Whelton presented the results at the China Heart Congress and International Heart Forum in Beijing. Generic diuretics cost $25 to $40 per year compared with up to $300 to $600 annually for newer brand-name hypertension drugs, according to a press release from Loyola.

The ALLHAT investigators have consistently pointed to cost as yet another advantage of diuretics. Joint National Committee (JNC7) guidelines give preference to diuretics as a first-line agent after lifestyle measures, although international guidelines have tended to disagree.

But the message may simply be that the specific drug or method used might not matter, as long as it controls blood pressure," explained Dr. Stephen L. Kopecky of the Mayo Clinic in Rochester, Minn.

"It can be lifestyle, it can be exercise, it can be weight loss, it can be not smoking and drinking," he said in an interview. "What we're finding over and over again is it really is important getting your numbers under control no matter how you do it."

The ALLHAT trial was designed to compare the three classes primarily on occurrence of a composite endpoint of fatal coronary heart disease or nonfatal heart attack. The trial's initial five-year double-blind phase included 33,357 high-risk hypertensive patients ages 55 years or older randomized to treatment with one of the three drugs between 1994 and 2002.

A fourth arm using an alpha-blocker (Cardura) stopped early because of elevated mortality, heart failure, and stroke risks, and was not included in Whelton and colleagues' analysis.

All treatments were given at doses designed to reach a blood pressure under 140/80 mm Hg.

After the randomized therapy period ended, participants were passively observed using administrative databases for four to five years, for a total follow-up experience of eight to 13 years from the time of randomization (an average of 8.8 years).

During this extended period, there was no difference in occurrence of cardiovascular disease mortality between patients originally assigned to either of the three drugs.
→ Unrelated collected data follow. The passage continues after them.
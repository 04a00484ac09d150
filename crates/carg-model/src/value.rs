use std::borrow::Cow;
use std::fmt;

use serde::{Deserialize, Serialize};

/// A scalar attribute value as read from, or written to, a vector layer.
#[derive(Debug, Clone, Default, PartialEq, Serialize, Deserialize)]
#[serde(untagged)]
pub enum FieldValue {
    #[default]
    Null,
    Integer(i64),
    Real(f64),
    Text(String),
}

impl FieldValue {
    pub fn text(value: impl Into<String>) -> Self {
        Self::Text(value.into())
    }

    /// Null, or text that is blank after trimming.
    pub fn is_blank(&self) -> bool {
        match self {
            Self::Null => true,
            Self::Text(text) => text.trim().is_empty(),
            Self::Integer(_) | Self::Real(_) => false,
        }
    }

    /// Text form used for lookups and reports; null renders as an empty string.
    pub fn as_text(&self) -> Cow<'_, str> {
        match self {
            Self::Null => Cow::Borrowed(""),
            Self::Text(text) => Cow::Borrowed(text.as_str()),
            Self::Integer(value) => Cow::Owned(value.to_string()),
            Self::Real(value) => Cow::Owned(value.to_string()),
        }
    }
}

impl fmt::Display for FieldValue {
    fn fmt(&self, f: &mut fmt::Formatter<'_>) -> fmt::Result {
        f.write_str(&self.as_text())
    }
}

impl From<&str> for FieldValue {
    fn from(value: &str) -> Self {
        Self::Text(value.to_string())
    }
}

impl From<String> for FieldValue {
    fn from(value: String) -> Self {
        Self::Text(value)
    }
}

impl From<i64> for FieldValue {
    fn from(value: i64) -> Self {
        Self::Integer(value)
    }
}

impl From<f64> for FieldValue {
    fn from(value: f64) -> Self {
        Self::Real(value)
    }
}

impl<T> From<Option<T>> for FieldValue
where
    T: Into<FieldValue>,
{
    fn from(value: Option<T>) -> Self {
        value.map_or(Self::Null, Into::into)
    }
}
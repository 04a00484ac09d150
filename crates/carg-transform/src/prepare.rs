//! Layer preparation: brings a raw CARG layer to the staging fields its
//! profile expects.
//!
//! Renames with alternative sources, decoding of coded fields into `*_txt`
//! staging fields, fixed values, the sheet identifier, and for the polygon
//! layer the auxiliary table joins and the submerged flag.

use std::collections::{BTreeMap, BTreeSet};

use carg_model::{AttributeTable, FeatureRecord, FieldMap, FieldValue, normalize_code};
use carg_standards::{AuxiliaryJoin, DomainTableCache, LayerSpec};
use serde::Serialize;
use tracing::{debug, warn};

use crate::normalization::flag;

/// Field holding the raw sheet number on every CARG layer.
pub const SHEET_FIELD: &str = "FoglioGeologico";

pub struct PrepareContext<'a> {
    pub cache: &'a DomainTableCache,
    /// Sheet used for records without their own.
    pub run_sheet: &'a str,
    pub auxiliary: &'a [AttributeTable],
}

#[derive(Debug, Clone, Default, PartialEq, Eq, Serialize)]
pub struct PrepareReport {
    /// Renamed fields with no source in the layer.
    pub missing_fields: BTreeSet<String>,
    pub missing_auxiliary: BTreeSet<String>,
    /// Join keys with no matching auxiliary row.
    pub unmatched_keys: usize,
    /// Records that took the run-level sheet.
    pub inherited_sheet: usize,
}

#[derive(Debug, Clone, PartialEq)]
pub struct Prepared {
    pub records: Vec<FeatureRecord>,
    pub report: PrepareReport,
}

pub fn prepare(records: Vec<FeatureRecord>, spec: &LayerSpec, ctx: &PrepareContext<'_>) -> Prepared {
    let mut report = PrepareReport::default();
    let joins: Vec<(&AuxiliaryJoin, Option<JoinIndex<'_>>)> = spec
        .auxiliary
        .iter()
        .map(|join| {
            let index = find_table(ctx.auxiliary, join.table).map(|table| JoinIndex::build(table, join));
            if index.is_none() {
                warn!(layer = spec.id, table = join.table, "auxiliary table missing; joined fields left empty");
                report.missing_auxiliary.insert(join.table.to_string());
            }
            (join, index)
        })
        .collect();

    let records = records
        .into_iter()
        .map(|mut record| {
            assign_sheet(&mut record, ctx.run_sheet, &mut report);
            apply_renames(&mut record.fields, spec, &mut report);
            for domain in spec.domains {
                let text = match record.fields.lookup(domain.source) {
                    Some(code) => ctx.cache.resolve(domain.table, code),
                    None => String::new(),
                };
                record.fields.insert(domain.target, FieldValue::Text(text));
            }
            for (field, value) in spec.fixed_values {
                record.fields.insert(*field, FieldValue::text(*value));
            }
            for (join, index) in &joins {
                apply_join(&mut record.fields, join, index.as_ref(), ctx.cache, &mut report);
            }
            if let Some(rule) = spec.sommerso {
                let value = record
                    .fields
                    .lookup(rule.source)
                    .map_or("", flag::sommerso);
                record.fields.insert(rule.target, FieldValue::text(value));
            }
            record
        })
        .collect();

    for field in &report.missing_fields {
        warn!(layer = spec.id, field = %field, "no source field for renamed field");
    }
    if report.unmatched_keys > 0 {
        debug!(layer = spec.id, unmatched = report.unmatched_keys, "auxiliary keys without a match");
    }
    Prepared { records, report }
}

/// Sheet of the record itself, or the run sheet when it has none.
fn assign_sheet(record: &mut FeatureRecord, run_sheet: &str, report: &mut PrepareReport) {
    let own = record
        .fields
        .lookup(SHEET_FIELD)
        .filter(|value| !value.is_blank())
        .map(|value| value.as_text().trim().to_string());
    let sheet = match own {
        Some(sheet) => sheet,
        None => {
            report.inherited_sheet += 1;
            if let Some(name) = record.fields.find_name(SHEET_FIELD).map(str::to_string) {
                record.fields.remove(&name);
            }
            record
                .fields
                .insert(SHEET_FIELD, FieldValue::text(run_sheet));
            run_sheet.to_string()
        }
    };
    record.provenance.sheet = Some(sheet);
}

fn apply_renames(fields: &mut FieldMap, spec: &LayerSpec, report: &mut PrepareReport) {
    for rename in spec.renames {
        let candidates = rename.candidates();
        let found = candidates
            .iter()
            .find_map(|candidate| fields.find_name(candidate))
            .map(str::to_string);
        let Some(actual) = found else {
            report.missing_fields.insert(rename.target.to_string());
            continue;
        };
        if actual == rename.target {
            continue;
        }
        if let Some(value) = fields.remove(&actual) {
            fields.insert(rename.target, value);
        }
    }
}

fn apply_join(
    fields: &mut FieldMap,
    join: &AuxiliaryJoin,
    index: Option<&JoinIndex<'_>>,
    cache: &DomainTableCache,
    report: &mut PrepareReport,
) {
    let row = index.and_then(|index| {
        let key = fields.lookup(join.key_field).and_then(normalize_code)?;
        let row = index.rows.get(&key).copied();
        if row.is_none() {
            report.unmatched_keys += 1;
        }
        row
    });

    for column in join.columns {
        let text = match row.and_then(|row| row.lookup(column.column)) {
            Some(raw) => match column.domain {
                Some(table) => cache.resolve(table, raw),
                None => raw.as_text().trim().to_string(),
            },
            None => String::new(),
        };
        fields.insert(column.target, FieldValue::Text(text));
    }
}

fn find_table<'a>(tables: &'a [AttributeTable], name: &str) -> Option<&'a AttributeTable> {
    tables
        .iter()
        .find(|table| table.name.eq_ignore_ascii_case(name))
}

/// Auxiliary rows keyed by normalized join key; the first row wins.
struct JoinIndex<'a> {
    rows: BTreeMap<String, &'a FieldMap>,
}

impl<'a> JoinIndex<'a> {
    fn build(table: &'a AttributeTable, join: &AuxiliaryJoin) -> Self {
        let mut rows = BTreeMap::new();
        for row in &table.rows {
            if let Some(key) = row.lookup(join.key_column).and_then(normalize_code) {
                rows.entry(key).or_insert(row);
            }
        }
        Self { rows }
    }
}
However, no information on blood pressure or medication use was available for the extended follow-up period, the researchers noted.

"To follow somebody up eight years later when you really don't know what's happening in the interim -- what they've been taking -- is very, very difficult," Kopecky cautioned in the interview.

But the large size of the trial helped, he said. Moreover, it was reassuring that at least no ill effects appeared over the long term with these drugs, Kopecky added.

Since the ALLHAT study started, the calcium channel blocker and ACE inhibitor used have become available generically as well, commented Kopecky.